TASK GOAL.
The line containing "pub use service::NotificationService;" marks where to begin; quote it and every line after it through the end of the data, exactly as written.

DATASET EXCERPTS.

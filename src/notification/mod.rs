//! Post notification pipeline.
//!
//! A send runs as one logical two-phase operation: the guard admits the
//! request, the gather phase resolves scope targets and aggregates the
//! recipient audience, and only once gathering has fully completed does the
//! fan-out phase hand messages to the mail transport.

mod audience;
mod dispatch;
mod guard;
mod scope;
mod service;
mod template;

pub use audience::{AudienceAggregator, AudienceGroups};
pub use dispatch::{DeliveryFailure, DispatchReport, NotificationDispatcher};
pub use guard::SendGuard;
pub use scope::{ResolvedTarget, ScopeResolver};
pub use service::NotificationService;
pub use template::{MessageTemplates, RenderedMessage};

EXERCISE RESPONSE.
pub use service::NotificationService;
pub use template::{MessageTemplates, RenderedMessage};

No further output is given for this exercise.